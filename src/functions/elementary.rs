use std::f64::consts;

pub fn abs(x: &[f64]) -> f64 {
    x[0].abs()
}

/// Takes the positive branch at zero.
pub fn d_abs(x: &[f64], d: &[f64]) -> f64 {
    if x[0] >= 0.0 {
        d[0]
    } else {
        -d[0]
    }
}

pub fn sqr(x: &[f64]) -> f64 {
    x[0] * x[0]
}

pub fn d_sqr(x: &[f64], d: &[f64]) -> f64 {
    2.0 * d[0] * x[0]
}

pub fn sqrt(x: &[f64]) -> f64 {
    x[0].sqrt()
}

pub fn d_sqrt(x: &[f64], d: &[f64]) -> f64 {
    d[0] / (2.0 * x[0].sqrt())
}

pub fn exp(x: &[f64]) -> f64 {
    x[0].exp()
}

pub fn d_exp(x: &[f64], d: &[f64]) -> f64 {
    d[0] * x[0].exp()
}

pub fn ln(x: &[f64]) -> f64 {
    x[0].ln()
}

pub fn d_ln(x: &[f64], d: &[f64]) -> f64 {
    d[0] / x[0]
}

pub fn pi(_: &[f64]) -> f64 {
    consts::PI
}

pub fn e(_: &[f64]) -> f64 {
    consts::E
}

/// Shared by every entry whose shading derivative is flat.
pub fn zero(_: &[f64], _: &[f64]) -> f64 {
    0.0
}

- WHAT THE TASK REQUIRES
Lines containing the word "consts" are to be located in the entries and copied.

- WRITTEN ANSWER
use std::f64::consts;
    consts::PI
    consts::E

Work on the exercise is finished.